The defendant was bound to exercise reasonable care to maintain this mixing valve in a safe and suitable condition for use by the plaintiff. Bechtold v. Rae, 231 Mass. 151 . Kitchen v. Women's City Club of Boston, 267 Mass. 229 , 231. Promisel v. Hotels Statler Corp. 286 Mass. 15 . The valve was not working properly when the plaintiff first used it before the accident. The defendant's records showed that no new showers had been installed and no repairs had been made upon any of the shower equipment on the fourth floor of the hotel since the defendant became the owner in 1917. The bill of exceptions does not disclose that the valve was introduced in evidence or that the defendant offered any explanation of the accident. The defendant not only owned and maintained this mixing valve but it controlled the flow and the temperature of the water which it furnished to the showers. A shower that would emit steam and a heavy flow of boiling water, when its handle was set for water at a safe temperature, could be found to be a dangerous
menace to anyone using the bath. The defendant was obliged to exercise a degree of care commensurate or proportionate to the probable dangers that might result from the lack of such care. Ogden v. Aspinwall, 220 Mass. 100 . Adams v. Dunton, 284 Mass. 63 . The jury not only would be warranted in finding that the valve was defective and dangerous but could reasonably infer that the failure to ascertain its condition and remedy the defect or withdraw this shower booth from use or notify those entitled to use it of the danger, constituted negligence of the defendant. Callahan v. New England Telephone & Telegraph Co. 216 Mass. 334 . Washburn v. R. F. Owens Co. 252 Mass. 47 . Fone v. Elloian, 297 Mass. 139 .
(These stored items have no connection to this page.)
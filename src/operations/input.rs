//! Input operations
//!
//! `set-input` validates an answer document against the module's schema
//! and stores its canonical form; `get-input` prints the stored document,
//! or a skeleton to fill in when there is none yet.

use crate::config::ModuleIndex;
use crate::error::{CfError, Result};
use crate::input::{AnswerDocument, QuestionSpec, deserialize, serialize, skeleton};
use crate::operations::{project_index, transaction_log};
use crate::project::{Project, ProjectState};
use crate::transaction::CommitOutcome;

/// Validate `text` and store it as the module's answers
///
/// `text` is read by the caller before this is called, so a pipe from
/// `get-input` on the same project never waits for the lock.
///
/// # Errors
///
/// `Validation` if the document does not answer the schema; nothing is
/// written in that case.
pub fn set_input(project: &Project, module: &str, text: &str) -> Result<CommitOutcome> {
    let document = AnswerDocument::parse(text)?;
    let log = transaction_log(&project.root)?;

    log.commit(|state| {
        let index = project_index(&project.root, state)?;
        let schema = module_schema(state, &index, module)?;

        let answers = deserialize(&document, schema)?;
        state.set_input(module, serialize(&answers))?;
        Ok(format!("Set input for module '{module}'"))
    })
}

/// Canonical text of the module's answers, or of a skeleton document
pub fn get_input(project: &Project, module: &str) -> Result<String> {
    let _guard = project.lock()?;
    let state = project.load_state()?;
    let index = project_index(&project.root, &state)?;
    let schema = module_schema(&state, &index, module)?;

    match state.input(module) {
        Some(document) => document.to_canonical_string(),
        None => skeleton(schema).to_canonical_string(),
    }
}

/// Schema of a module in the project, at the version the project uses
fn module_schema<'a>(
    state: &ProjectState,
    index: &'a ModuleIndex,
    module: &str,
) -> Result<&'a [QuestionSpec]> {
    let entry = state
        .manifest
        .find(module)
        .ok_or_else(|| CfError::ModuleNotAdded {
            name: module.to_string(),
        })?;
    let descriptor = index.require(&entry.module_ref())?;

    match &descriptor.input {
        Some(schema) if !schema.is_empty() => Ok(schema.as_slice()),
        _ => Err(CfError::NoInputSchema {
            name: module.to_string(),
        }),
    }
}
It could not be ruled as matter of law that the defendant had sustained the burden of showing that the plaintiff was guilty of contributory negligence. It was for the jury to say whether she knew and appreciated the danger in attempting to shut off the water. Cahill v. New England Telephone & Telegraph Co. 193 Mass. 415 , and cases cited.
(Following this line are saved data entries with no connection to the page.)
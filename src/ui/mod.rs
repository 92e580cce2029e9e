//! UI/Progress presentation layer
//!
//! This module handles:
//! - Progress reporting while the build output is written
//! - Styled terminal output for command results (`display`)
//!
//! All progress reporting goes through the ProgressReporter trait, so
//! `build --quiet` and tests use the silent implementation.

pub mod display;

use indicatif::{ProgressBar, ProgressStyle};

/// Progress reporter trait for long-running operations
pub trait ProgressReporter {
    /// Start with the total number of files
    fn start(&mut self, total_files: u64);

    /// Report one written file
    fn update_file(&mut self, file_path: &str);

    fn finish(&mut self);

    /// Abandon on error
    fn abandon(&mut self);
}

/// Interactive progress reporter with a visual progress bar
#[derive(Default)]
pub struct InteractiveProgressReporter {
    file_pb: Option<ProgressBar>,
}

impl ProgressReporter for InteractiveProgressReporter {
    fn start(&mut self, total_files: u64) {
        let style = ProgressStyle::default_bar()
            .template("[{bar:40.cyan/blue}] {pos}/{len} files {msg}")
            .unwrap_or_else(|_| ProgressStyle::default_bar())
            .progress_chars("#>-");

        let file_pb = ProgressBar::new(total_files);
        file_pb.set_style(style);
        self.file_pb = Some(file_pb);
    }

    fn update_file(&mut self, file_path: &str) {
        if let Some(ref file_pb) = self.file_pb {
            file_pb.set_message(truncate_path(file_path));
            file_pb.inc(1);
        }
    }

    fn finish(&mut self) {
        if let Some(ref file_pb) = self.file_pb {
            file_pb.finish_and_clear();
        }
    }

    fn abandon(&mut self) {
        if let Some(ref file_pb) = self.file_pb {
            file_pb.abandon();
        }
    }
}

/// Silent progress reporter for quiet mode
#[derive(Default)]
pub struct SilentProgressReporter;

impl ProgressReporter for SilentProgressReporter {
    fn start(&mut self, _total_files: u64) {}

    fn update_file(&mut self, _file_path: &str) {}

    fn finish(&mut self) {}

    fn abandon(&mut self) {}
}

/// Keep the last 47 characters of long paths
fn truncate_path(path: &str) -> String {
    let chars = path.chars().count();
    if chars > 50 {
        let tail: String = path.chars().skip(chars - 47).collect();
        format!("...{tail}")
    } else {
        path.to_string()
    }
}

#[cfg(test)]
mod tests {
    use super::*;

    #[test]
    fn test_silent_progress_reporter_no_ops() {
        let mut reporter = SilentProgressReporter;

        // All methods should do nothing and not panic
        reporter.start(10);
        reporter.update_file("services/main.cf");
        reporter.finish();
        reporter.abandon();
    }

    #[test]
    fn test_interactive_progress_reporter_counts_files() {
        let mut reporter = InteractiveProgressReporter::default();
        assert!(reporter.file_pb.is_none());

        reporter.start(5);
        reporter.update_file("a.cf");
        reporter.update_file("b.cf");
        assert_eq!(reporter.file_pb.as_ref().unwrap().position(), 2);
    }

    #[test]
    fn test_truncate_path() {
        assert_eq!(truncate_path("short.cf"), "short.cf");
        let long = format!("{}/end.cf", "d".repeat(60));
        let shown = truncate_path(&long);
        assert_eq!(shown.chars().count(), 50);
        assert!(shown.starts_with("...") && shown.ends_with("end.cf"));
    }
}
The plaintiff offered to prove a conversation on the day after the accident between one Squires, the manager of the hotel and in charge of repairs, and one Scheufler, whose duty it was to see that all the defendant's real estate was kept in good and safe repair. Scheufler suggested to Squires that he had "better send a plumber up to look at that valve" and Squires replied, in effect, that it was no "sense of sending a plumber up to look at it, we have had plumbers up there all the time and . . . [the valves] are always out of order." Even though both men could be found to be in charge of making repairs upon the defendant's property, neither was shown to be authorized to bind his principal by an admission made subsequently to the accident. Gilmore v. Mittimeague Paper Co. 169 Mass. 471 . McKenna v. Gould Wire Cord Co. 197 Mass. 406 . Boston Food Products Co. v. Wilson & Co. 245 Mass. 550 , 561. Cleary v. First National Stores Inc. 291 Mass. 172 . Am. Law Inst. Restatement: Agency, Sections 287, 288.